Retrospective; Periimplantitis; Laser dentistry; Dental implants; Periodontology


1st European Workshop on Periodontology in 1994 defined Periimplantitis as the inflammatory reactions in the hard and soft tissues, with loss of supporting bone, surrounding a dental implant exposed to the oral environment. A successful dental implant is defined as immobile when tested clinically. Vertical bone loss is less than 0.2 mm annually following implant first year of service, as well as, the absence of pain, infection, neuropathies, and parasthesia [1].

There are a number of reasons for an implant to fail. They include

a) Implant overstressed due to hyper-occlusion

b) Apical pathology from adjacent tooth

c) Retained cement on cementation of prosthesis

d) Residual bacteria left from either endodontic, periodontal pathology

The aim of this article is to present most common causes of periimplantitis and to show treatment for each of these.
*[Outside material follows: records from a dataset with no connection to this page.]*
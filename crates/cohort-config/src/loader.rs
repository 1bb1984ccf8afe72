//! Configuration loader with multi-source merging

use crate::{CohortConfig, ConfigError, Paths};
use anyhow::{Context, Result};
use std::env;
use std::fs;
use std::path::{Path, PathBuf};

/// Configuration loader with builder pattern
pub struct ConfigLoader {
    project_dir: PathBuf,
    env_prefix: String,
    include_user_config: bool,
}

impl ConfigLoader {
    /// Create a new config loader with default project directory (current dir)
    pub fn new() -> Self {
        Self {
            project_dir: env::current_dir().unwrap_or_else(|_| PathBuf::from(".")),
            env_prefix: "COHORT".to_string(),
            include_user_config: true,
        }
    }

    /// Set the project directory
    pub fn with_project_dir(mut self, dir: impl AsRef<Path>) -> Self {
        self.project_dir = dir.as_ref().to_path_buf();
        self
    }

    /// Set the environment variable prefix (default: "COHORT")
    pub fn with_env_prefix(mut self, prefix: impl Into<String>) -> Self {
        self.env_prefix = prefix.into();
        self
    }

    /// Skip ~/.config/cohort/config.toml
    pub fn without_user_config(mut self) -> Self {
        self.include_user_config = false;
        self
    }

    /// Load configuration from all sources with proper precedence
    pub fn load(self) -> Result<CohortConfig> {
        let mut builder = config::Config::builder();

        // 1. Start with built-in defaults
        let defaults = CohortConfig::default();
        builder = builder.add_source(config::Config::try_from(&defaults)?);

        // 2. User config (~/.config/cohort/config.toml)
        if self.include_user_config {
            let paths = Paths::new();
            if let Ok(user_config_file) = paths.user_config_file() {
                if user_config_file.exists() {
                    builder = builder.add_source(
                        config::File::from(user_config_file)
                            .required(false)
                            .format(config::FileFormat::Toml),
                    );
                }
            }
        }

        // 3. Cluster config (cohort.toml)
        let project_config_file = Paths::project_config_file(&self.project_dir);
        if project_config_file.exists() {
            builder = builder.add_source(
                config::File::from(project_config_file)
                    .required(false)
                    .format(config::FileFormat::Toml),
            );
        }

        // 4. Local config (cohort.local.toml, gitignored)
        let local_config_file = Paths::local_config_file(&self.project_dir);
        if local_config_file.exists() {
            builder = builder.add_source(
                config::File::from(local_config_file)
                    .required(false)
                    .format(config::FileFormat::Toml),
            );
        }

        // 5. Environment variables (COHORT_CONTROLLER__MAX_HISTORY_ENTRIES=10)
        builder = builder.add_source(
            config::Environment::with_prefix(&self.env_prefix)
                .prefix_separator("_")
                .separator("__")
                .try_parsing(true),
        );

        let config = builder.build().context("Failed to build configuration")?;

        let cohort_config: CohortConfig = config
            .try_deserialize()
            .context("Failed to deserialize configuration")?;

        cohort_config.validate()?;
        Ok(cohort_config)
    }

    /// Load configuration or return defaults if not found
    pub fn load_or_default(self) -> CohortConfig {
        self.load().unwrap_or_default()
    }

    /// Reads a single TOML file without layering, e.g. one passed on the
    /// command line.
    pub fn load_file(path: impl AsRef<Path>) -> Result<CohortConfig, ConfigError> {
        let path = path.as_ref();
        let content = fs::read_to_string(path).map_err(|source| ConfigError::ReadError {
            path: path.to_path_buf(),
            source,
        })?;
        let config: CohortConfig =
            toml::from_str(&content).map_err(|source| ConfigError::ParseError {
                path: path.to_path_buf(),
                source,
            })?;
        config.validate()?;
        Ok(config)
    }
}

impl Default for ConfigLoader {
    fn default() -> Self {
        Self::new()
    }
}

#[cfg(test)]
mod tests {
    use super::*;
    use std::fs;
    use tempfile::tempdir;

    #[test]
    fn test_load_defaults() {
        let temp_dir = tempdir().expect("Failed to create temp dir");
        let config = ConfigLoader::new()
            .with_project_dir(temp_dir.path())
            .without_user_config()
            .load()
            .expect("Failed to load config");

        assert_eq!(config.cluster.name, "content");
        assert_eq!(config.controller.max_history_entries, 50);
    }

    #[test]
    fn test_load_project_config() {
        let temp_dir = tempdir().expect("Failed to create temp dir");
        let project_dir = temp_dir.path();

        let config_content = r#"
[cluster]
name = "music"
redundancy = 3
nodes = [{ index = 0 }, { index = 1 }, { index = 2, retired = true }]

[cluster.distribution]
name = "root"
nodes = [0, 1, 2]

[controller]
min_merge_completion_ratio = 0.8
max_history_entries = 10
"#;
        fs::write(project_dir.join("cohort.toml"), config_content)
            .expect("Failed to write config");

        let config = ConfigLoader::new()
            .with_project_dir(project_dir)
            .without_user_config()
            .load()
            .expect("Failed to load config");

        assert_eq!(config.cluster.name, "music");
        assert_eq!(config.cluster.redundancy, 3);
        assert_eq!(config.cluster.nodes.len(), 3);
        assert!(config.cluster.nodes[2].retired);
        assert_eq!(config.controller.min_merge_completion_ratio, 0.8);
        assert_eq!(config.controller.max_history_entries, 10);
    }

    #[test]
    fn test_local_overrides() {
        let temp_dir = tempdir().expect("Failed to create temp dir");
        let project_dir = temp_dir.path();

        fs::write(
            project_dir.join("cohort.toml"),
            r"
[controller]
max_history_entries = 20
",
        )
        .expect("Failed to write project config");

        fs::write(
            project_dir.join("cohort.local.toml"),
            r"
[controller]
max_history_entries = 5
",
        )
        .expect("Failed to write local config");

        let config = ConfigLoader::new()
            .with_project_dir(project_dir)
            .without_user_config()
            .load()
            .expect("Failed to load config");

        // Local config should override project config
        assert_eq!(config.controller.max_history_entries, 5);
    }

    #[test]
    fn test_invalid_config_is_rejected() {
        let temp_dir = tempdir().expect("Failed to create temp dir");
        let project_dir = temp_dir.path();
        fs::write(
            project_dir.join("cohort.toml"),
            "[controller]\nmin_merge_completion_ratio = 2.0\n",
        )
        .expect("Failed to write config");

        let result = ConfigLoader::new()
            .with_project_dir(project_dir)
            .without_user_config()
            .load();
        assert!(result.is_err());
    }

    #[test]
    fn test_load_file() {
        let temp_dir = tempdir().expect("Failed to create temp dir");
        let path = temp_dir.path().join("standalone.toml");
        fs::write(&path, "[cluster]\nname = \"books\"\n").expect("Failed to write config");

        let config = ConfigLoader::load_file(&path).expect("Failed to load file");
        assert_eq!(config.cluster.name, "books");
        assert_eq!(config.cluster.nodes.len(), 4);
    }

    #[test]
    fn test_load_file_errors() {
        let temp_dir = tempdir().expect("Failed to create temp dir");
        let missing = temp_dir.path().join("missing.toml");
        assert!(matches!(
            ConfigLoader::load_file(&missing),
            Err(ConfigError::ReadError { .. })
        ));

        let broken = temp_dir.path().join("broken.toml");
        fs::write(&broken, "[cluster\n").expect("Failed to write config");
        assert!(matches!(
            ConfigLoader::load_file(&broken),
            Err(ConfigError::ParseError { .. })
        ));
    }
}
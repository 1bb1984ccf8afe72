//! Whether nodes may still have merges pending.

use crate::aggregator::AggregatedClusterStats;
use crate::stats::{BucketSpaceStats, GLOBAL_SPACE};
use crate::{Error, Result};

/// Answers merge-pending questions for storage nodes.
pub trait MergePendingChecker {
    /// Pending in one bucket space of one node.
    fn may_have_merges_pending(&self, bucket_space: &str, node_index: u16) -> bool;

    /// Pending on a node, counting all of its bucket spaces together.
    fn may_have_merges_pending_on_node(&self, node_index: u16) -> bool;

    /// Pending in the global bucket space of any node.
    fn may_have_merges_pending_in_global_space(&self) -> bool;
}

/// Returns `ratio` if it lies within `[0, 1]`.
pub fn check_merge_completion_ratio(ratio: f64) -> Result<f64> {
    if (0.0..=1.0).contains(&ratio) {
        Ok(ratio)
    } else {
        Err(Error::InvalidMergeCompletionRatio(ratio))
    }
}

/// Checker over a fixed snapshot of the aggregated stats.
///
/// Until every distributor has reported, every node counts as pending.
#[derive(Debug, Clone)]
pub struct AggregatedStatsMergePendingChecker {
    stats: AggregatedClusterStats,
    min_merge_completion_ratio: f64,
}

impl AggregatedStatsMergePendingChecker {
    /// Fails when the ratio is outside `[0, 1]`.
    pub fn new(stats: AggregatedClusterStats, min_merge_completion_ratio: f64) -> Result<Self> {
        Ok(Self {
            stats,
            min_merge_completion_ratio: check_merge_completion_ratio(min_merge_completion_ratio)?,
        })
    }

    pub fn min_merge_completion_ratio(&self) -> f64 {
        self.min_merge_completion_ratio
    }

    fn is_pending(&self, stats: &BucketSpaceStats) -> bool {
        stats.may_have_buckets_pending(self.min_merge_completion_ratio)
    }
}

impl MergePendingChecker for AggregatedStatsMergePendingChecker {
    fn may_have_merges_pending(&self, bucket_space: &str, node_index: u16) -> bool {
        if !self.stats.has_updates_from_all_distributors() {
            return true;
        }
        match self.stats.stats().node(node_index) {
            Some(node) => node
                .bucket_space(bucket_space)
                .is_some_and(|stats| self.is_pending(stats)),
            None => true,
        }
    }

    fn may_have_merges_pending_on_node(&self, node_index: u16) -> bool {
        if !self.stats.has_updates_from_all_distributors() {
            return true;
        }
        match self.stats.stats().node(node_index) {
            Some(node) => self.is_pending(&node.total()),
            None => true,
        }
    }

    fn may_have_merges_pending_in_global_space(&self) -> bool {
        if !self.stats.has_updates_from_all_distributors() {
            return true;
        }
        self.stats.stats().iter().any(|node| {
            node.bucket_space(GLOBAL_SPACE)
                .is_some_and(|stats| self.is_pending(stats))
        })
    }
}

#[cfg(test)]
mod tests {
    use super::*;
    use crate::stats::{ContentClusterStats, ContentNodeStats, DEFAULT_SPACE};
    use test_case::test_case;

    fn checker(all_reported: bool, ratio: f64) -> AggregatedStatsMergePendingChecker {
        let stats = ContentClusterStats::for_nodes([0, 1, 2])
            .with_node(
                ContentNodeStats::new(1)
                    .with_space(DEFAULT_SPACE, BucketSpaceStats::new(10, 3))
                    .with_space(GLOBAL_SPACE, BucketSpaceStats::new(10, 0)),
            )
            .with_node(
                ContentNodeStats::new(2).with_space(GLOBAL_SPACE, BucketSpaceStats::new(4, 4)),
            );
        AggregatedStatsMergePendingChecker::new(AggregatedClusterStats::new(all_reported, stats), ratio)
            .unwrap()
    }

    #[test_case(-0.1; "negative")]
    #[test_case(1.5; "above one")]
    fn ratio_outside_unit_interval_is_rejected(ratio: f64) {
        let result = AggregatedStatsMergePendingChecker::new(AggregatedClusterStats::default(), ratio);
        assert!(matches!(result, Err(Error::InvalidMergeCompletionRatio(_))));
    }

    #[test]
    fn everything_pending_until_all_distributors_report() {
        let checker = checker(false, 0.0);
        assert!(checker.may_have_merges_pending(DEFAULT_SPACE, 0));
        assert!(checker.may_have_merges_pending_on_node(0));
        assert!(checker.may_have_merges_pending_in_global_space());
    }

    #[test]
    fn per_space_checks() {
        let checker = checker(true, 1.0);
        assert!(checker.may_have_merges_pending(DEFAULT_SPACE, 1));
        assert!(!checker.may_have_merges_pending(GLOBAL_SPACE, 1));
        // Tracked node without stats for the space.
        assert!(!checker.may_have_merges_pending(DEFAULT_SPACE, 0));
        // Untracked node.
        assert!(checker.may_have_merges_pending(DEFAULT_SPACE, 7));
    }

    #[test]
    fn ratio_threshold() {
        // 7 of 10 synced in the default space.
        assert!(checker(true, 0.8).may_have_merges_pending(DEFAULT_SPACE, 1));
        assert!(!checker(true, 0.7).may_have_merges_pending(DEFAULT_SPACE, 1));
    }

    #[test]
    fn node_level_sums_spaces() {
        // 17 of 20 synced over both spaces.
        assert!(checker(true, 0.9).may_have_merges_pending_on_node(1));
        assert!(!checker(true, 0.85).may_have_merges_pending_on_node(1));
        assert!(!checker(true, 1.0).may_have_merges_pending_on_node(0));
    }

    #[test]
    fn global_space() {
        assert!(checker(true, 1.0).may_have_merges_pending_in_global_space());
        assert!(!checker(true, 0.0).may_have_merges_pending_in_global_space());
    }
}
Some causes can be prevented by careful use sound clinical skills and others by prevention of chronic inflammation, recognizing early signs of soft tissue inflammation around a dental implant. This article will focus on each of these failures and provides a treatment protocol or prevention for these problems.

Case Studies

Overstressed implants

Over functioning on implants is a problem. Either due to overloading on completion of the implant case, or due to changes in restorations opposing an implant can cause this scenario. The first case that exhibits this is a female that had a single implant placed distally that was designed to take compressive forces on a free-end-saddled partial. The patient was to return back to her referring dentist to reline the distal saddle. The patient did not do as instructed, and after 3 years the patient presented a buccal fistula as seen with Figure 1.
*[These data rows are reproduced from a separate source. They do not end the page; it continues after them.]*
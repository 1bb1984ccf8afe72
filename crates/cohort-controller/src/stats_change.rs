//! Detects when a node's merge-pending status flips in some bucket space.

use std::collections::BTreeMap;

use crate::aggregator::AggregatedClusterStats;
use crate::merge_pending::{AggregatedStatsMergePendingChecker, MergePendingChecker};
use crate::Result;

type PendingFlags = BTreeMap<(String, u16), bool>;

/// Remembers the per node, per bucket space merge-pending flags of the last
/// synced aggregate so a changed flag can trigger a new candidate state.
#[derive(Debug, Clone)]
pub struct ClusterStatsChangeTracker {
    min_merge_completion_ratio: f64,
    previous: Option<PendingFlags>,
}

impl ClusterStatsChangeTracker {
    pub fn new(min_merge_completion_ratio: f64) -> Self {
        Self {
            min_merge_completion_ratio,
            previous: None,
        }
    }

    /// Starts over against a freshly created aggregate; until the next sync
    /// any complete aggregate counts as changed.
    pub fn reset(&mut self, min_merge_completion_ratio: f64) {
        self.min_merge_completion_ratio = min_merge_completion_ratio;
        self.previous = None;
    }

    /// Remembers the flags of `stats` as the baseline for later comparisons.
    pub fn sync(&mut self, stats: &AggregatedClusterStats) -> Result<()> {
        self.previous = Some(self.pending_flags(stats)?);
        Ok(())
    }

    /// True when every distributor has reported and some node's flag differs
    /// from the last sync.
    pub fn stats_have_changed(&self, stats: &AggregatedClusterStats) -> Result<bool> {
        if !stats.has_updates_from_all_distributors() {
            return Ok(false);
        }
        let current = self.pending_flags(stats)?;
        Ok(match &self.previous {
            None => !current.is_empty(),
            Some(previous) => current.iter().any(|(key, pending)| {
                previous.get(key).copied().unwrap_or(false) != *pending
            }) || previous
                .iter()
                .any(|(key, pending)| *pending && !current.contains_key(key)),
        })
    }

    fn pending_flags(&self, stats: &AggregatedClusterStats) -> Result<PendingFlags> {
        let checker =
            AggregatedStatsMergePendingChecker::new(stats.clone(), self.min_merge_completion_ratio)?;
        Ok(stats
            .stats()
            .iter()
            .flat_map(|node| {
                node.bucket_spaces().keys().map(move |space| {
                    (space.clone(), node.node_index())
                })
            })
            .map(|(space, index)| {
                let pending = checker.may_have_merges_pending(&space, index);
                ((space, index), pending)
            })
            .collect())
    }
}

#[cfg(test)]
mod tests {
    use super::*;
    use crate::stats::{BucketSpaceStats, ContentClusterStats, ContentNodeStats, DEFAULT_SPACE};

    fn aggregate(all_reported: bool, pending: i64) -> AggregatedClusterStats {
        let stats = ContentClusterStats::for_nodes([0]).with_node(
            ContentNodeStats::new(0).with_space(DEFAULT_SPACE, BucketSpaceStats::new(10, pending)),
        );
        AggregatedClusterStats::new(all_reported, stats)
    }

    #[test]
    fn incomplete_aggregate_never_counts_as_changed() {
        let tracker = ClusterStatsChangeTracker::new(1.0);
        assert!(!tracker.stats_have_changed(&aggregate(false, 5)).unwrap());
    }

    #[test]
    fn unsynced_complete_aggregate_counts_as_changed() {
        let tracker = ClusterStatsChangeTracker::new(1.0);
        assert!(tracker.stats_have_changed(&aggregate(true, 5)).unwrap());
    }

    #[test]
    fn flips_when_a_node_completes_its_merges() {
        let mut tracker = ClusterStatsChangeTracker::new(1.0);
        tracker.sync(&aggregate(true, 5)).unwrap();
        assert!(!tracker.stats_have_changed(&aggregate(true, 5)).unwrap());
        // Still pending, fewer buckets left.
        assert!(!tracker.stats_have_changed(&aggregate(true, 1)).unwrap());
        assert!(tracker.stats_have_changed(&aggregate(true, 0)).unwrap());
    }

    #[test]
    fn reset_forgets_the_synced_flags() {
        let mut tracker = ClusterStatsChangeTracker::new(1.0);
        tracker.sync(&aggregate(true, 5)).unwrap();
        tracker.reset(0.4);
        assert!(tracker.stats_have_changed(&aggregate(true, 5)).unwrap());

        tracker.sync(&aggregate(true, 5)).unwrap();
        // 5 of 10 synced is enough at 0.4.
        assert!(!tracker.stats_have_changed(&aggregate(true, 5)).unwrap());
    }

    #[test]
    fn out_of_range_ratio_is_reported() {
        let mut tracker = ClusterStatsChangeTracker::new(1.0);
        tracker.reset(1.5);
        assert!(matches!(
            tracker.stats_have_changed(&aggregate(true, 5)),
            Err(crate::Error::InvalidMergeCompletionRatio(ratio)) if ratio == 1.5
        ));
        assert!(tracker.sync(&aggregate(true, 5)).is_err());
    }
}
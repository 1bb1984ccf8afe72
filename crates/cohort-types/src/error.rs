//! Errors raised while decoding the textual state encodings.

use thiserror::Error;

/// Failure to parse a serialized state, node identity or node type.
///
/// Parsing never attempts partial recovery: the first malformed token
/// aborts the whole parse.
#[derive(Debug, Clone, PartialEq, Eq, Error)]
pub enum ParseError {
    /// A token did not have the `key:value` shape.
    #[error("token '{0}' is not a key:value pair")]
    MissingColon(String),

    /// The state letter is not one of `-mdsiru`.
    #[error("unknown state '{0}'")]
    UnknownState(String),

    /// The node type is neither `storage` nor `distributor`.
    #[error("unknown node type '{0}'")]
    UnknownNodeType(String),

    /// A value could not be converted to the expected numeric type.
    #[error("invalid value '{value}' for key '{key}'")]
    InvalidValue { key: String, value: String },

    /// A node key was given before any `distributor:`/`storage:` section.
    #[error("node key '{0}' appears before any node type section")]
    MissingNodeType(String),

    /// A node index at or beyond the declared node count.
    #[error("cannot index {node_type} node {index} of {count}")]
    IndexOutOfRange {
        node_type: String,
        index: u16,
        count: u16,
    },

    /// Disk-level keys belong to a legacy encoding that is no longer read.
    #[error("disk-level state key '{0}' is not supported")]
    DiskStatesUnsupported(String),

    /// A node index too large to be covered by a node count.
    #[error("node {0} is beyond the largest countable index")]
    NodeIndexTooLarge(String),

    /// An escape sequence in a description was truncated or malformed.
    #[error("invalid escape sequence in '{0}'")]
    InvalidEscape(String),

    /// A node identity was not of the form `<type>.<index>`.
    #[error("invalid node identity '{0}'")]
    InvalidNode(String),

    /// The decoded state is not permitted where it was used.
    #[error("{0}")]
    NotValidHere(String),
}

/// Result type for parsing operations.
pub type Result<T> = std::result::Result<T, ParseError>;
Figure 1: Case-1, Fistula present.

Treatment of this case was to pre-treat with the use of a diode laser using 0.4 W CW initiated tip for approximately 40 seconds (ezlase™ - Biolase, Irvine, CA) (Figure 2 of the bone loss on the mesial of the implant) to reduce the amount of bacteria present. Healing was allowed for one month. The area was flapped, removed granulation tissue, detoxificated the implant surface with use of Er,Cr:YSGG laser (Biolase, Irvine, CA) with 1.0 W 20 Hz, 21 water and 31 air for about 1 minute, and then decorticated the bony three-wall defect also with Er,Cr:YSGG laser with same setting as mentioned above. The area was grafted with PepGen Flow (Dentsply, Mannheim, Germany) and membrane placed. The area was sutured and allowed to heal. Healing proceeded well and Figure 3 showed bone formation and minimal pocket depth that have been maintained after three years post-operation (Figure 4).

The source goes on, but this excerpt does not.